Women’s health research gets far less funding than it warrants, in comparison to men’s health, according to a study published in January by the World Economic Forum and the McKinsey Health Institute. Over a 10-year period, gynecological cancers were funded at well below their level of morbidity compared with other types of cancer, according to the U.S. National Cancer Institute. The National Institutes of Health and other agencies are beginning to mandate the inclusion of more female patients. Nevertheless, greater research focus is clearly needed.

As Irina Larina, professor in the department of physiology at Baylor College of Medicine, said in her plenary address at the recent Optica Biophotonics Congress, a lack of research not only hinders the development of effective diagnostic techniques but also contributes to a general lack of knowledge about the way systems function in the body. Larina pointed out that modern imaging techniques have only recently identified some of the biological processes that converge during fertilization.

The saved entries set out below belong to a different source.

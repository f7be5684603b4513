//! navigator.clipboard

use js_sys::{Function, Promise, Reflect};
use wasm_bindgen::{JsCast, JsValue};
use wasm_bindgen_futures::JsFuture;

use crate::camera::js_message;

/// テキストをクリップボードへ
///
/// `web_sys::Clipboard` は unstable API のため Reflect 経由で呼ぶ
pub async fn write_text(text: &str) -> Result<(), String> {
    let result: Result<(), JsValue> = async {
        let window = web_sys::window().ok_or_else(|| JsValue::from_str("window がありません"))?;
        let clipboard = Reflect::get(&window.navigator(), &"clipboard".into())?;
        if clipboard.is_undefined() {
            return Err(JsValue::from_str("クリップボードを利用できません"));
        }
        let write: Function = Reflect::get(&clipboard, &"writeText".into())?.dyn_into()?;
        let promise: Promise = write.call1(&clipboard, &text.into())?.dyn_into()?;
        JsFuture::from(promise).await?;
        Ok(())
    }
    .await;
    result.map_err(|e| js_message(&e))
}
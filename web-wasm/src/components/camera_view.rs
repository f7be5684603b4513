//! カメラ表示

use leptos::prelude::*;
use qr_scan_common::{CameraPhase, ScanMode};

use crate::app::Controller;

#[component]
pub fn CameraView(controller: Controller) -> impl IntoView {
    let video_ref = controller.video;
    let can_capture =
        move || controller.camera_phase() == CameraPhase::Active && !controller.is_busy();

    view! {
        <section class="camera-view" hidden=move || controller.mode() != ScanMode::Camera>
            <video node_ref=video_ref class="camera-video"></video>

            <p class="text-muted">
                {move || match controller.camera_phase() {
                    CameraPhase::Requesting => "カメラへのアクセスを要求中...",
                    CameraPhase::Active if controller.is_busy() => "解析中...",
                    CameraPhase::Active => "QRコードを映して「撮影」を押してください",
                    CameraPhase::Off => "カメラは停止しています",
                }}
            </p>

            <div class="camera-actions">
                <button
                    class="primary"
                    disabled=move || !can_capture()
                    on:click=move |_| controller.capture()
                >
                    "📸 撮影"
                </button>
                <button on:click=move |_| controller.close_camera()>"閉じる"</button>
            </div>
        </section>
    }
}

Larina addresses some of her lab’s recent work using OCT to understand the functionality of cilia in the female reproductive system and throughout the body in a 3 Questions interview here. She said that by using time-lapse OCT imaging, they can capture intensity fluctuations caused by the periodic beat of these tiny structures, which could be the key to the circulation of cells. She said her colleagues could make many more discoveries in women’s health.

Momentum seems to be building. In our March/April edition, researchers from Washington University in St. Louis expounded on their use of laser speckle imaging to monitor blood flow changes following traumatic injuries or hemorrhages. Postpartum hemorrhage is too common, particularly in economically distressed areas, and it leads to unnecessary deaths, said Christine O’Brien, one of the article’s authors, during a panel at the aforementioned event.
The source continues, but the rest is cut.